« And echoed in the wells of silence. » – Paul Simon
Signé par l’artiste hollandaise Manon de Boer, « Two Times 4’33 » » livre une interprétation filmique en deux temps du morceau 4’33 du compositeur américain John Cage. Réalisé dans le cadre de la cinquième Biennale de Berlin, le film a également fait du bruit au festival du court métrage de Namur cette année où il a été sélectionné dans la catégorie OVNI.
Devant une caméra immobile qui aperçoit les courbes d’un piano à queue, Jean-Luc Fafchamps, pianiste et compositeur belge, salue un public hors champ, s’assied et livre une interprétation d’une des compositions musicales les plus controversées de notre temps. 4’33 » part du principe que tout son – même des bruitages ambiants – peut constituer la musique. Hermétique, absolutiste et surtout avant-gardiste, le morceau de Cage se dispense en effet du composant musical indispensable, le son intentionnel, et remet ainsi en question la nature même de la musique.
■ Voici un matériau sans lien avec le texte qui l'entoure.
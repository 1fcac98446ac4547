/// Indicates a byte offset within a resource.
pub const UPLOAD_OFFSET: &str = "upload-offset";

/// Indicates the size of the entire upload in bytes.
pub const UPLOAD_LENGTH: &str = "upload-length";

/// A comma-separated list of protocol versions supported by the server.
pub const TUS_VERSION: &str = "tus-version";

/// The version of the protocol used by the client or the server.
pub const TUS_RESUMABLE: &str = "tus-resumable";

/// A comma-separated list of the extensions supported by the server.
pub const TUS_EXTENSION: &str = "tus-extension";

/// Integer indicating the maximum allowed size of an entire upload in bytes.
pub const TUS_MAX_SIZE: &str = "tus-max-size";

/// Comma-separated `key base64(value)` pairs sent when creating an upload.
pub const UPLOAD_METADATA: &str = "upload-metadata";

/// URL of a newly created upload.
pub const LOCATION: &str = "location";

pub const CONTENT_TYPE: &str = "content-type";

pub const CONTENT_LENGTH: &str = "content-length";

pub const USER_AGENT: &str = "user-agent";

/// Media type every PATCH body must declare.
pub const OFFSET_OCTET_STREAM: &str = "application/offset+octet-stream";
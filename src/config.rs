/// Where and how a session talks to the server.
#[derive(Debug, Clone, PartialEq, Eq)]
pub struct SessionConfig {
    /// Creation endpoint, e.g. `https://tusd.tusdemo.net/files/`.
    pub endpoint: String,
    /// Sent as `Tus-Resumable` on every request.
    pub protocol_version: String,
    pub user_agent: String,
}

pub const DEFAULT_ENDPOINT: &str = "https://tusd.tusdemo.net/files/";
pub const DEFAULT_PROTOCOL_VERSION: &str = "1.0.0";

impl Default for SessionConfig {
    fn default() -> Self {
        SessionConfig {
            endpoint: String::from(DEFAULT_ENDPOINT),
            protocol_version: String::from(DEFAULT_PROTOCOL_VERSION),
            user_agent: format!("{}/{}", env!("CARGO_PKG_NAME"), env!("CARGO_PKG_VERSION")),
        }
    }
}

impl SessionConfig {
    pub fn new(endpoint: impl Into<String>) -> Self {
        SessionConfig {
            endpoint: endpoint.into(),
            ..SessionConfig::default()
        }
    }

    pub fn with_protocol_version(mut self, version: impl Into<String>) -> Self {
        self.protocol_version = version.into();
        self
    }

    pub fn with_user_agent(mut self, user_agent: impl Into<String>) -> Self {
        self.user_agent = user_agent.into();
        self
    }

    /// Turns a `Location` value into the URL requests should target.
    pub fn resolve(&self, location: &str) -> String {
        if location.contains("://") {
            return String::from(location);
        }
        if location.starts_with('/') {
            return format!("{}{}", self.origin(), location);
        }
        if self.endpoint.ends_with('/') {
            format!("{}{}", self.endpoint, location)
        } else {
            format!("{}/{}", self.endpoint, location)
        }
    }

    /// `scheme://authority` of the endpoint, or empty for a relative endpoint.
    fn origin(&self) -> &str {
        match self.endpoint.find("://") {
            Some(scheme_end) => {
                let authority_start = scheme_end + 3;
                match self.endpoint[authority_start..].find('/') {
                    Some(path_start) => &self.endpoint[..authority_start + path_start],
                    None => &self.endpoint,
                }
            }
            None => "",
        }
    }
}
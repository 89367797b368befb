//! # Complex Layout Module
//!
//! Spectra travel through the crate as flat `f64` sequences laid out as
//! `[re0, im0, re1, im1, ...]`. This module converts between that layout and
//! separate real/imaginary sequences, and owns the [`ComplexSpectrum`] type
//! that guarantees the layout's even length.

use crate::error::{Result, SpectrumError};

/// An interleaved complex sequence of even length.
#[derive(Debug, Clone, PartialEq)]
pub struct ComplexSpectrum {
    values: Vec<f64>,
}

impl ComplexSpectrum {
    /// Wraps an interleaved sequence, rejecting odd lengths.
    pub fn new(values: Vec<f64>) -> Result<Self> {
        if values.len() % 2 != 0 {
            return Err(SpectrumError::OddLength(values.len()));
        }
        Ok(Self { values })
    }

    /// A spectrum of `bins` complex zeros.
    pub fn zeros(bins: usize) -> Self {
        Self {
            values: vec![0.0; bins * 2],
        }
    }

    /// Interleaves two equal-length sequences.
    pub fn from_parts(reals: &[f64], imaginarys: &[f64]) -> Result<Self> {
        Ok(pairs(reals, imaginarys)?.collect())
    }

    /// Number of complex bins (half the flat length).
    pub fn bins(&self) -> usize {
        self.values.len() / 2
    }

    pub fn len(&self) -> usize {
        self.values.len()
    }

    pub fn is_empty(&self) -> bool {
        self.values.is_empty()
    }

    pub fn reals(&self) -> Vec<f64> {
        self.values.iter().step_by(2).copied().collect()
    }

    pub fn imaginarys(&self) -> Vec<f64> {
        self.values.iter().skip(1).step_by(2).copied().collect()
    }

    /// Iterates over `(re, im)` pairs, one per bin.
    pub fn iter_bins(&self) -> impl Iterator<Item = (f64, f64)> + '_ {
        self.values.chunks_exact(2).map(|pair| (pair[0], pair[1]))
    }

    pub fn as_slice(&self) -> &[f64] {
        &self.values
    }

    pub fn into_vec(self) -> Vec<f64> {
        self.values
    }
}

impl TryFrom<Vec<f64>> for ComplexSpectrum {
    type Error = SpectrumError;

    fn try_from(values: Vec<f64>) -> Result<Self> {
        Self::new(values)
    }
}

impl FromIterator<(f64, f64)> for ComplexSpectrum {
    fn from_iter<I: IntoIterator<Item = (f64, f64)>>(iter: I) -> Self {
        let values = iter.into_iter().flat_map(|(re, im)| [re, im]).collect();
        Self { values }
    }
}

impl AsRef<[f64]> for ComplexSpectrum {
    fn as_ref(&self) -> &[f64] {
        &self.values
    }
}

/// Pairs `reals[i]` with `imaginarys[i]`, refusing sequences of different length.
pub fn pairs<'a>(
    reals: &'a [f64],
    imaginarys: &'a [f64],
) -> Result<impl Iterator<Item = (f64, f64)> + 'a> {
    if reals.len() != imaginarys.len() {
        return Err(SpectrumError::LengthMismatch {
            reals: reals.len(),
            imaginarys: imaginarys.len(),
        });
    }
    Ok(reals.iter().copied().zip(imaginarys.iter().copied()))
}

/// Elements at even positions of an interleaved sequence.
pub fn get_reals(complex: &[f64]) -> Result<Vec<f64>> {
    check_even(complex)?;
    Ok(complex.iter().step_by(2).copied().collect())
}

/// Elements at odd positions of an interleaved sequence.
pub fn get_imaginarys(complex: &[f64]) -> Result<Vec<f64>> {
    check_even(complex)?;
    Ok(complex.iter().skip(1).step_by(2).copied().collect())
}

/// Interleaves two equal-length sequences into one of twice the length.
pub fn get_complexes(reals: &[f64], imaginarys: &[f64]) -> Result<Vec<f64>> {
    ComplexSpectrum::from_parts(reals, imaginarys).map(ComplexSpectrum::into_vec)
}

/// Euclidean magnitude of `real + i * imaginary`.
pub fn abs_complex(real: f64, imaginary: f64) -> f64 {
    (real * real + imaginary * imaginary).sqrt()
}

fn check_even(complex: &[f64]) -> Result<()> {
    if complex.len() % 2 != 0 {
        return Err(SpectrumError::OddLength(complex.len()));
    }
    Ok(())
}
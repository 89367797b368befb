//! # Fast Fourier Transform (FFT) Module
//!
//! The spectral pipeline never computes a transform itself. It talks to a
//! [`FourierEngine`], which owns the forward and inverse power-of-two
//! transforms and the interleaved complex-buffer layout they operate on.
//!
//! ## Features
//! - Engine trait so any power-of-two complex FFT can be substituted
//! - [`RustFftEngine`], backed by RustFFT, planned once per size
//! - Conjugate mirroring to rebuild a full spectrum from its positive half
//! - Inverse transform scaled by `1/n`, so forward then inverse is identity

use std::fmt;
use std::sync::Arc;

use rustfft::{Fft, FftPlanner, num_complex::Complex};

use crate::complex::ComplexSpectrum;
use crate::error::{Result, SpectrumError};

/// A power-of-two complex transform over interleaved buffers.
pub trait FourierEngine: Sized {
    /// Builds an engine for transforms of `size` points.
    ///
    /// `size` must be a power of two larger than 1.
    fn new(size: usize) -> Result<Self>;

    fn size(&self) -> usize;

    /// Forward transform, unnormalized, full two-sided output.
    fn transform(&self, input: &ComplexSpectrum) -> Result<ComplexSpectrum>;

    /// Inverse transform, scaled by `1/size`.
    fn inverse_transform(&self, input: &ComplexSpectrum) -> Result<ComplexSpectrum>;

    /// A zeroed buffer of `size` complex values.
    fn create_complex_array(&self) -> ComplexSpectrum {
        ComplexSpectrum::zeros(self.size())
    }

    /// Lifts a real sample into a complex buffer with zero imaginary parts.
    fn to_complex_array(&self, sample: &[f64]) -> Result<ComplexSpectrum> {
        check_size(self.size(), sample.len())?;
        Ok(sample.iter().map(|&re| (re, 0.0)).collect())
    }

    /// Real parts of a complex buffer.
    fn from_complex_array(&self, complex: &ComplexSpectrum) -> Vec<f64> {
        complex.reals()
    }

    /// Rebuilds the negative-frequency half from the positive half.
    ///
    /// For `k` in `1..size/2`, bin `size - k` becomes the conjugate of bin
    /// `k`. The DC and Nyquist bins are left untouched.
    fn complete_spectrum(&self, spectrum: &ComplexSpectrum) -> Result<ComplexSpectrum> {
        let size = self.size();
        check_size(size, spectrum.bins())?;
        let mut values = spectrum.as_slice().to_vec();
        for k in 1..size / 2 {
            values[2 * (size - k)] = values[2 * k];
            values[2 * (size - k) + 1] = -values[2 * k + 1];
        }
        ComplexSpectrum::new(values)
    }
}

/// [`FourierEngine`] backed by RustFFT.
#[derive(Clone)]
pub struct RustFftEngine {
    size: usize,
    forward: Arc<dyn Fft<f64>>,
    inverse: Arc<dyn Fft<f64>>,
}

impl RustFftEngine {
    fn process(
        &self,
        plan: &Arc<dyn Fft<f64>>,
        input: &ComplexSpectrum,
    ) -> Result<Vec<Complex<f64>>> {
        check_size(self.size, input.bins())?;
        let mut buffer: Vec<Complex<f64>> = input
            .iter_bins()
            .map(|(re, im)| Complex { re, im })
            .collect();
        plan.process(&mut buffer);
        Ok(buffer)
    }
}

impl FourierEngine for RustFftEngine {
    fn new(size: usize) -> Result<Self> {
        if size < 2 || !size.is_power_of_two() {
            return Err(SpectrumError::TransformSize(size));
        }
        let mut planner = FftPlanner::new();
        Ok(Self {
            size,
            forward: planner.plan_fft_forward(size),
            inverse: planner.plan_fft_inverse(size),
        })
    }

    fn size(&self) -> usize {
        self.size
    }

    fn transform(&self, input: &ComplexSpectrum) -> Result<ComplexSpectrum> {
        let buffer = self.process(&self.forward, input)?;
        Ok(buffer.into_iter().map(|c| (c.re, c.im)).collect())
    }

    fn inverse_transform(&self, input: &ComplexSpectrum) -> Result<ComplexSpectrum> {
        let buffer = self.process(&self.inverse, input)?;
        let scale = self.size as f64;
        Ok(buffer
            .into_iter()
            .map(|c| (c.re / scale, c.im / scale))
            .collect())
    }
}

impl fmt::Debug for RustFftEngine {
    fn fmt(&self, f: &mut fmt::Formatter<'_>) -> fmt::Result {
        f.debug_struct("RustFftEngine").field("size", &self.size).finish()
    }
}

fn check_size(expected: usize, actual: usize) -> Result<()> {
    if expected != actual {
        return Err(SpectrumError::SizeMismatch { expected, actual });
    }
    Ok(())
}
Dans la mesure où la principale innovation provient de son contenu, le film de Manon de Boer s’approche plus du documentaire que de l’expérimental. La réalisatrice ne fait rien d’autre que de filmer une performance à deux reprises et ne peut aucunement prétendre à la nouveauté de son sujet. Pourtant « Two Times » fait preuve d’une originalité au moins aussi grande et remarquable que la pièce de Cage…
À l’instar des trois »mouvements » de la partition de Cage, le découpage de de Boer divise le film en deux volets, chacun correspondant à une performance. Le premier est un gros plan fixe qui capture la discipline et l’état mental de l’interprète, entre l’intention musicale, la lecture attentive de la partition et la manipulation du métronome qui marque la durée des mouvements en l’absence de toute note.
Le deuxième, un long travelling, fait défiler les visages du public, montrant tour à tour toute la gamme émotionnelle et les codes de réception qui définissent non seulement cette œuvre unique, mais la musique classique occidentale en général. À travers ce complexe jeu entre interprète, public et spectateur, le spectacle lui-même est mis en abîme, ce qui n’est pas sans rappeler une des meilleures expériences d’opéra filmé, à savoir « La Flute enchantée » de Bergman/Mozart.
Le coup de génie final qu’offre de Boer apparaît dans la dernière partie du film tel une coda au deuxième volet. Dans des derniers plans du film, la caméra abandonne les spectateurs et voyage à travers la fenêtre, expression parfaite du rapport entre les deux espaces : le champ visuel, quittant l’intérieur, s’élargit vers le monde extérieur, le véritable compositeur/interprète de cette « musique » absolue.